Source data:
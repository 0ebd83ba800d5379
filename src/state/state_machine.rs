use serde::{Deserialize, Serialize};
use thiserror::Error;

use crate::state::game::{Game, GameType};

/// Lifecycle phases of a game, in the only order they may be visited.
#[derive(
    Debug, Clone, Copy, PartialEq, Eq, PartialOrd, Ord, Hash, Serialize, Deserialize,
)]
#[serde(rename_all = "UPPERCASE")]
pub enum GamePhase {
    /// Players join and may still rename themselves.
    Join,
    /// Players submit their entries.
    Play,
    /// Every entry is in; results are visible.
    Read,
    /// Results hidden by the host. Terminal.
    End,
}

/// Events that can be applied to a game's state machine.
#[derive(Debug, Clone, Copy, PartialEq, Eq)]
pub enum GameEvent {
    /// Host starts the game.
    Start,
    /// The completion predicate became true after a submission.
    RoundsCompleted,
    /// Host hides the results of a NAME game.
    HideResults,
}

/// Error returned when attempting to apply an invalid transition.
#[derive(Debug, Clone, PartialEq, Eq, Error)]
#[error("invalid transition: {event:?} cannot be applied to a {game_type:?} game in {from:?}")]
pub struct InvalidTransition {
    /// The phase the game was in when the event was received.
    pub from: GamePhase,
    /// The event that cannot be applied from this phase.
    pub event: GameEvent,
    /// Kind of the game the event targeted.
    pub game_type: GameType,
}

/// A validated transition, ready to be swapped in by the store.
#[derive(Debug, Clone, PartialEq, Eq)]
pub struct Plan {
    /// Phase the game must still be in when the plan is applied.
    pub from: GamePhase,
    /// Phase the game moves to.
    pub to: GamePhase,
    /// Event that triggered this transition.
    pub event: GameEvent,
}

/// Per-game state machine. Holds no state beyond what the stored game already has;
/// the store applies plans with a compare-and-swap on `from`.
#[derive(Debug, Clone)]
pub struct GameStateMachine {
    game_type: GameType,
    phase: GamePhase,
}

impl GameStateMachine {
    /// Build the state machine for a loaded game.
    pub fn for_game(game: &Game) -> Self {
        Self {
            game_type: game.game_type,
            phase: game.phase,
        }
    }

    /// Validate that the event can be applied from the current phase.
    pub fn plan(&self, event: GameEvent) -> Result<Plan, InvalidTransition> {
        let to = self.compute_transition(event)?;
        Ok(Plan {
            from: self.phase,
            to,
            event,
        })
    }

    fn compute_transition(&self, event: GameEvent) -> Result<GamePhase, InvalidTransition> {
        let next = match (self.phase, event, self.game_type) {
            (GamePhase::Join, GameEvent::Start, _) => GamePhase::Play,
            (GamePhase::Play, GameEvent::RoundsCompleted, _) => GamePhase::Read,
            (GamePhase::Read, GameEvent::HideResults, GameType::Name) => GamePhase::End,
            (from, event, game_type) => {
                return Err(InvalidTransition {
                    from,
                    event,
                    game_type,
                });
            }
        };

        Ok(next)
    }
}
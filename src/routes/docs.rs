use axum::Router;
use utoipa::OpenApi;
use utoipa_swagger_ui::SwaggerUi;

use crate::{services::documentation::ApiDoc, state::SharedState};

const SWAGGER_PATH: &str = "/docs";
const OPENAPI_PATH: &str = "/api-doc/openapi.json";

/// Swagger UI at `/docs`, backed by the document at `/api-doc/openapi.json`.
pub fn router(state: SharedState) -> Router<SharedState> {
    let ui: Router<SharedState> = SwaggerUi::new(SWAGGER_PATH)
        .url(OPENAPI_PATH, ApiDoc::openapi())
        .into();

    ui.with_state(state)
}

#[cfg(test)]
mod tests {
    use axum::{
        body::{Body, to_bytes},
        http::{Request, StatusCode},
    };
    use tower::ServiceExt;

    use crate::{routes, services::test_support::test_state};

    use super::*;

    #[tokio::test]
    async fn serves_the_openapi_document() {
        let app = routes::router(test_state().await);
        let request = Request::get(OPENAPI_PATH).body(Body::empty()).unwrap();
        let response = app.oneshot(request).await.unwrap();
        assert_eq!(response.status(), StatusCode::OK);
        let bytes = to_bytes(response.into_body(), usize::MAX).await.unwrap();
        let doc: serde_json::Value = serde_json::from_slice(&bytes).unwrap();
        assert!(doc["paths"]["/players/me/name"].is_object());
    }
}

### Work task
From the entries above, copy every line that holds the word "docs".

### Solution to this problem
filename src/routes/docs.rs
const SWAGGER_PATH: &str = "/docs";
/// Swagger UI at `/docs`, backed by the document at `/api-doc/openapi.json`.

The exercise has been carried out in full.